Sprayed blue by police - but charges dropped

31 January 2012 - 02:22 By NASHIRA DAVIDS
subscribe Just R20 for the first month. Support independent journalism by subscribing to our digital news package.
Subscribe now
Fatima Charles, centre, celebrates after charges against her and 40 other people were dropped yesterday. Forty-one people were arrested on Friday as they were participating in a demonstration 'Occupy Rondebosch Common'. Police sprayed blue dye on the crowd Picture: SHELLEY CHRISTIANS
Fatima Charles, centre, celebrates after charges against her and 40 other people were dropped yesterday. Forty-one people were arrested on Friday as they were participating in a demonstration 'Occupy Rondebosch Common'. Police sprayed blue dye on the crowd Picture: SHELLEY CHRISTIANS

Cape Town community leader Mario Wanza has a dream.

He dreams of an integrated city in which "rich and poor live together".

"Houses should be built on the [Rondebosch] common and the golf course. Apartheid is still alive and well here," he said yesterday outside Athlone Magistrate's Court, where he appeared in connection with an illegal gathering at Rondebosch Common, a heritage site.

Wanza was granted bail of R500 yesterday and will appear in court again next month.

People from several civic organisations from Stellenbosch and Kraaifontein gathered on the land on Friday for a three-day "jobs, l and and housing" meeting. But they were dispersed by the police, who sprayed them with blue dye.

A group of 40 people appeared in the Wynberg Magistrate's Court yesterday for participating in the illegal gathering but charges against them were dropped.

A defiant Wanza said: "Our activity was not illegal. We applied, we tried to meet city [officials], but they ducked and dived.

"It is clear they were protecting the rich and not wanting the poor to set foot on the [Rondebosch] common. If our activities were not legal, why were the charges dropped?"

The meeting raised the ire of Cape Town mayor Patricia de Lille. In her weekly newsletter on Friday she called Wanza a "would-be but failed public servant".

She criticised Wanza and his "allies", including ANC councillor Tony Ehrenreich, for intending to "illegally occupy a piece of land as part of an agenda peppered with racially divisive rhetoric".

"This is a peaceful and diverse community known mostly for its schools and retirees. There is only one agenda at work here and it is not one to address issues of the past and how to build a better future. It is to catapult the tensions of the past into the present to ensure we never move into the future," said De Lille.

But Wanza hit back. "De Lille is a career politician who doesn't care about people. She sold out the PAC, she sold out the ID and will sell out the DA."

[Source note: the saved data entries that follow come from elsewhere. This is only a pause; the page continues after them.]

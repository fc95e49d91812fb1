//! World changes requested by a resolution.
//!
//! Resolvers never touch the world. They return an [`EffectBatch`] and the
//! host applies it in order. A batch is only built once every precondition
//! of an operation has passed, so an aborted operation yields no effects
//! other than the message explaining why.

use crate::state::{BlockKind, ItemKind, ItemStack, Location, Point};

/// Localized message sent to the acting player.
#[derive(Clone, Copy, Debug, PartialEq, Eq, Hash)]
#[cfg_attr(feature = "serde", derive(serde::Serialize, serde::Deserialize))]
pub enum Message {
    /// Green Terra needs a seed to convert a block.
    GreenTerraNeedMore,
    GreenThumbFail,
    ShroomThumbFail,
    HylianLuck,
    /// Generic "you need more X" with the item as argument.
    NeedMore(ItemKind),
}

impl Message {
    /// Locale key understood by the host's message bundle.
    pub const fn key(&self) -> &'static str {
        match self {
            Message::GreenTerraNeedMore => "Herbalism.Ability.GTe.NeedMore",
            Message::GreenThumbFail => "Herbalism.Ability.GTh.Fail",
            Message::ShroomThumbFail => "Herbalism.Ability.ShroomThumb.Fail",
            Message::HylianLuck => "Herbalism.HylianLuck",
            Message::NeedMore(_) => "Skills.NeedMore",
        }
    }

    /// Positional arguments for the locale template.
    pub fn args(&self) -> Vec<String> {
        match self {
            Message::NeedMore(item) => vec![item.to_string()],
            _ => Vec::new(),
        }
    }
}

/// Why experience was granted.
#[derive(Clone, Copy, Debug, PartialEq, Eq, Hash)]
#[cfg_attr(feature = "serde", derive(serde::Serialize, serde::Deserialize))]
pub enum XpGainReason {
    Pve,
}

/// Crop replant staged by Green Thumb.
///
/// The host applies it `delay_ticks` later; if the cell changed in between
/// the replant is dropped.
#[derive(Clone, Copy, Debug, PartialEq, Eq, Hash)]
#[cfg_attr(feature = "serde", derive(serde::Serialize, serde::Deserialize))]
pub struct StagedReplant {
    pub location: Location,
    pub kind: BlockKind,
    pub age: u8,
    /// Green Thumb marker written on the block, in seconds.
    pub marked_at: u64,
    pub delay_ticks: u64,
}

/// One requested change.
#[derive(Clone, Debug, PartialEq)]
#[cfg_attr(feature = "serde", derive(serde::Serialize, serde::Deserialize))]
pub enum Effect {
    RemoveItem { item: ItemKind, amount: u16 },
    /// Multiply the block's natural drops by `units` extra copies.
    MarkBonusDrops { location: Location, units: u32 },
    SetEmpty { location: Location },
    SetKind { location: Location, kind: BlockKind },
    DropItem { at: Point, item: ItemStack },
    Notify(Message),
    AwardExperience { amount: u32, reason: XpGainReason },
    StageReplant(StagedReplant),
}

/// Ordered list of effects produced by one operation.
#[derive(Clone, Debug, Default, PartialEq)]
#[cfg_attr(feature = "serde", derive(serde::Serialize, serde::Deserialize))]
pub struct EffectBatch {
    effects: Vec<Effect>,
}

impl EffectBatch {
    pub fn new() -> Self {
        Self::default()
    }

    /// Batch holding a single effect.
    pub fn one(effect: Effect) -> Self {
        Self {
            effects: vec![effect],
        }
    }

    pub fn push(&mut self, effect: Effect) {
        self.effects.push(effect);
    }

    pub fn append(&mut self, other: EffectBatch) {
        self.effects.extend(other.effects);
    }

    pub fn iter(&self) -> impl Iterator<Item = &Effect> {
        self.effects.iter()
    }

    pub fn len(&self) -> usize {
        self.effects.len()
    }

    pub fn is_empty(&self) -> bool {
        self.effects.is_empty()
    }

    /// Effects that touch the world or inventory, i.e. everything but messages.
    pub fn mutations(&self) -> impl Iterator<Item = &Effect> {
        self.effects
            .iter()
            .filter(|effect| !matches!(effect, Effect::Notify(_)))
    }

    pub fn into_vec(self) -> Vec<Effect> {
        self.effects
    }
}

impl IntoIterator for EffectBatch {
    type Item = Effect;
    type IntoIter = std::vec::IntoIter<Effect>;

    fn into_iter(self) -> Self::IntoIter {
        self.effects.into_iter()
    }
}

impl Extend<Effect> for EffectBatch {
    fn extend<I: IntoIterator<Item = Effect>>(&mut self, iter: I) {
        self.effects.extend(iter);
    }
}
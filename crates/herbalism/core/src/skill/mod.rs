//! Herbalism resolvers.
//!
//! Every operation hangs off [`HerbalismManager`] and returns an outcome
//! carrying the effects the host should apply:
//! - [`gate`]: eligibility of an interaction
//! - [`yields`]: experience and bonus drops, plus the harvest entry point
//! - [`growth`]: Green Thumb replanting
//! - [`treasure`]: Hylian Luck
//! - [`convert`]: Shroom Thumb, Green Thumb blocks and Green Terra
//! - [`diet`]: Farmer's Diet
pub mod activation;
pub mod convert;
pub mod diet;
pub mod gate;
pub mod growth;
mod manager;
pub mod treasure;
pub mod yields;

pub use activation::{
    ActivationRoll, RollOutcome, roll_activation, roll_treasure_drop, success_probability,
};
pub use convert::{ConversionOutcome, ConversionResult, ShroomThumbOutcome};
pub use growth::{GreenThumbOutcome, GreenThumbResolution, GrowthStage, target_age};
pub use manager::HerbalismManager;
pub use treasure::{TreasureOutcome, TreasureResult};
pub use yields::{HarvestOutcome, YieldOutcome};
//! Deterministic herbalism outcome resolution.
//!
//! `herbalism-core` decides what harvesting a plant (or using a herbalism
//! ability on a block) yields: whether it counts, how much experience it
//! grants, bonus drops, Green Thumb replants, Hylian Luck treasure and block
//! conversions. It reads the world through the oracles in [`env`] and never
//! mutates anything; every operation on [`skill::HerbalismManager`] returns
//! the [`effect::Effect`]s the host should apply.
pub mod config;
pub mod effect;
pub mod env;
pub mod error;
pub mod skill;
pub mod state;

pub use config::{ConfigError, HerbalismConfig, SkillChance};
pub use effect::{Effect, EffectBatch, Message, StagedReplant, XpGainReason};
pub use env::{
    BreakPolicyOracle, Capability, CustomBlockConfig, CustomBlockOracle, Env, HerbalismEnv,
    HylianTreasure, OracleError, PcgRng, PermissionOracle, PlaceStoreOracle, RngOracle,
    RollContext, RollSeed, TablesOracle, WorldOracle, compute_seed,
};
pub use error::{ErrorSeverity, HerbalismError};
pub use skill::{
    ActivationRoll, ConversionOutcome, ConversionResult, GreenThumbOutcome, GrowthStage,
    HarvestOutcome, HerbalismManager, RollOutcome, ShroomThumbOutcome, TreasureOutcome,
    TreasureResult, YieldOutcome,
};
pub use state::{
    ActorFlags, ActorId, ActorState, BlockKind, BlockState, CropKind, HarvestableKind,
    InventoryState, ItemKind, ItemStack, Location, Point, StackedKind,
};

Rondebosch Common is, as described by the city, a valuable piece of land "in a built-up area surrounded by established homes, schools and hospitals".

It is used for "spring flower spotting" and walking the dogs.

Pastor Xola Skosana, of Khayelitsha, was at the gathering on Friday. "I have escaped imprisonment by the skin of my teeth, saved by the clerical shirt and the religious look, I guess.

"They sprayed some blue substance on our clothes. I'm tempted to say that's DA blood. Most of our people were manhandled and thrown into police vans. I have never seen so many police," said Skosana.

"Now I know you don't mess with stolen white property, DA and ANC police will crush you! Watch the news, the writing is on the wall.

"I salute the mothers and young girls from Mitchells Plain who looked at the men in blue and dared them to arrest them. Everything was blue, it's truly DA land."